[Collected data]
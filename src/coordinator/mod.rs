//! Coordinator module
//!
//! Runs one estimate over a worker group. Every worker executes
//! [`run_worker`] with the same configuration:
//!
//! 1. validate the raw positionals (independently, identically everywhere)
//! 2. barrier, then start the clock
//! 3. compute this worker's partial sum
//! 4. sum-reduce the partial sums onto the root
//! 5. barrier, then stop the clock
//! 6. root only: write the report
//!
//! A rejected command line is reported once by the root; every worker then
//! returns before entering any collective, so nobody is left waiting.

use crate::config::{parse_arguments, ArgumentError, RunConfig};
use crate::output::EstimateReport;
use crate::quadrature::{approximate_log, owned_count};
use crate::runtime::{self, Collective, CollectiveError, SoloComm};
use crate::util::time::Timestamp;
use crate::Result;
use std::io::Write;
use std::process::ExitCode;
use std::sync::Mutex;
use thiserror::Error;

/// Why a worker did not complete its run
#[derive(Debug, Error)]
pub enum WorkerError {
    /// The command line was rejected (reported by the root)
    #[error(transparent)]
    Arguments(#[from] ArgumentError),

    /// A barrier or reduction failed
    #[error("collective operation failed: {0}")]
    Collective(#[from] CollectiveError),

    /// Writing the report failed
    #[error("failed to write report: {0}")]
    Io(#[from] std::io::Error),

    /// Rendering the report failed
    #[error(transparent)]
    Report(#[from] anyhow::Error),
}

/// Process-level verdict of a run
#[derive(Debug, Clone, Copy, PartialEq, Eq)]
pub enum RunStatus {
    Success,
    Failure,
}

impl RunStatus {
    pub fn exit_code(self) -> ExitCode {
        match self {
            RunStatus::Success => ExitCode::SUCCESS,
            RunStatus::Failure => ExitCode::FAILURE,
        }
    }
}

/// Collected results of every worker in a group
#[derive(Debug)]
pub struct RunOutcome {
    /// Root's report, present only on success
    pub report: Option<EstimateReport>,
    /// `(rank, error)` for every worker that failed, in rank order
    pub errors: Vec<(usize, WorkerError)>,
}

impl RunOutcome {
    pub fn status(&self) -> RunStatus {
        if self.errors.is_empty() && self.report.is_some() {
            RunStatus::Success
        } else {
            RunStatus::Failure
        }
    }
}

/// Launch `config.workers` workers, run the estimate, and join them
///
/// Only the root worker writes to `out`. A single worker runs on the calling
/// thread; larger groups get one thread per worker.
pub fn run<W: Write + Send>(config: &RunConfig, out: W) -> Result<RunOutcome> {
    let sink = Mutex::new(out);

    let results = if config.workers == 1 {
        vec![run_worker(&SoloComm::new(), config, &sink)]
    } else {
        runtime::launch(config.workers, |comm| run_worker(comm, config, &sink))?
    };

    let mut report = None;
    let mut errors = Vec::new();
    for (rank, result) in results.into_iter().enumerate() {
        match result {
            Ok(Some(r)) => report = Some(r),
            Ok(None) => {}
            Err(e) => errors.push((rank, e)),
        }
    }

    if !errors.is_empty() {
        log::debug!("{} of {} workers stopped early", errors.len(), config.workers);
    }

    Ok(RunOutcome { report, errors })
}

/// Body executed by every worker of the group
///
/// Returns the report on the root and `None` on every other rank.
pub fn run_worker<C, W>(
    comm: &C,
    config: &RunConfig,
    out: &Mutex<W>,
) -> std::result::Result<Option<EstimateReport>, WorkerError>
where
    C: Collective,
    W: Write,
{
    let id = comm.rank();
    let workers = comm.size();

    let inputs = match parse_arguments(&config.program, config.args.as_slice()) {
        Ok(inputs) => inputs,
        Err(err) => {
            log::debug!("worker {}: {:?}", id, err);
            if comm.is_root() {
                write_line(out, &err.to_string())?;
            }
            return Err(err.into());
        }
    };

    comm.barrier();
    let start = Timestamp::now();

    let local = approximate_log(inputs.log_number, inputs.num_intervals, id, workers);
    log::debug!(
        "worker {}/{}: {} rectangles, partial sum {:.16}",
        id,
        workers,
        owned_count(inputs.num_intervals, id, workers),
        local
    );

    // Every rank reaches the closing barrier even if its reduction failed
    let reduced = comm.sum_reduce(local);
    comm.barrier();
    let end = Timestamp::now();

    let Some(estimate) = reduced? else {
        return Ok(None);
    };

    let elapsed = end.seconds_since(start);
    log::debug!("reduced estimate {:.16} in {:.6}s", estimate, elapsed);

    let report = EstimateReport::new(inputs, estimate, elapsed, workers);
    write_line(out, &report.render(config.format)?)?;

    Ok(Some(report))
}

fn write_line<W: Write>(out: &Mutex<W>, line: &str) -> std::result::Result<(), WorkerError> {
    let mut guard = out
        .lock()
        .map_err(|_| anyhow::anyhow!("Output sink poisoned"))?;
    let writer: &mut W = &mut guard;
    writeln!(writer, "{}", line)?;
    writer.flush()?;
    Ok(())
}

## [Task objective]
Starting from the first line of the records above, retype each line exactly up to and including the one that contains "verdict of a run", and nothing more.

## [Answer]
filename src/coordinator/mod.rs
//! Coordinator module
//!
//! Runs one estimate over a worker group. Every worker executes
//! [`run_worker`] with the same configuration:
//!
//! 1. validate the raw positionals (independently, identically everywhere)
//! 2. barrier, then start the clock
//! 3. compute this worker's partial sum
//! 4. sum-reduce the partial sums onto the root
//! 5. barrier, then stop the clock
//! 6. root only: write the report
//!
//! A rejected command line is reported once by the root; every worker then
//! returns before entering any collective, so nobody is left waiting.

use crate::config::{parse_arguments, ArgumentError, RunConfig};
use crate::output::EstimateReport;
use crate::quadrature::{approximate_log, owned_count};
use crate::runtime::{self, Collective, CollectiveError, SoloComm};
use crate::util::time::Timestamp;
use crate::Result;
use std::io::Write;
use std::process::ExitCode;
use std::sync::Mutex;
use thiserror::Error;

/// Why a worker did not complete its run
#[derive(Debug, Error)]
pub enum WorkerError {
    /// The command line was rejected (reported by the root)
    #[error(transparent)]
    Arguments(#[from] ArgumentError),

    /// A barrier or reduction failed
    #[error("collective operation failed: {0}")]
    Collective(#[from] CollectiveError),

    /// Writing the report failed
    #[error("failed to write report: {0}")]
    Io(#[from] std::io::Error),

    /// Rendering the report failed
    #[error(transparent)]
    Report(#[from] anyhow::Error),
}

/// Process-level verdict of a run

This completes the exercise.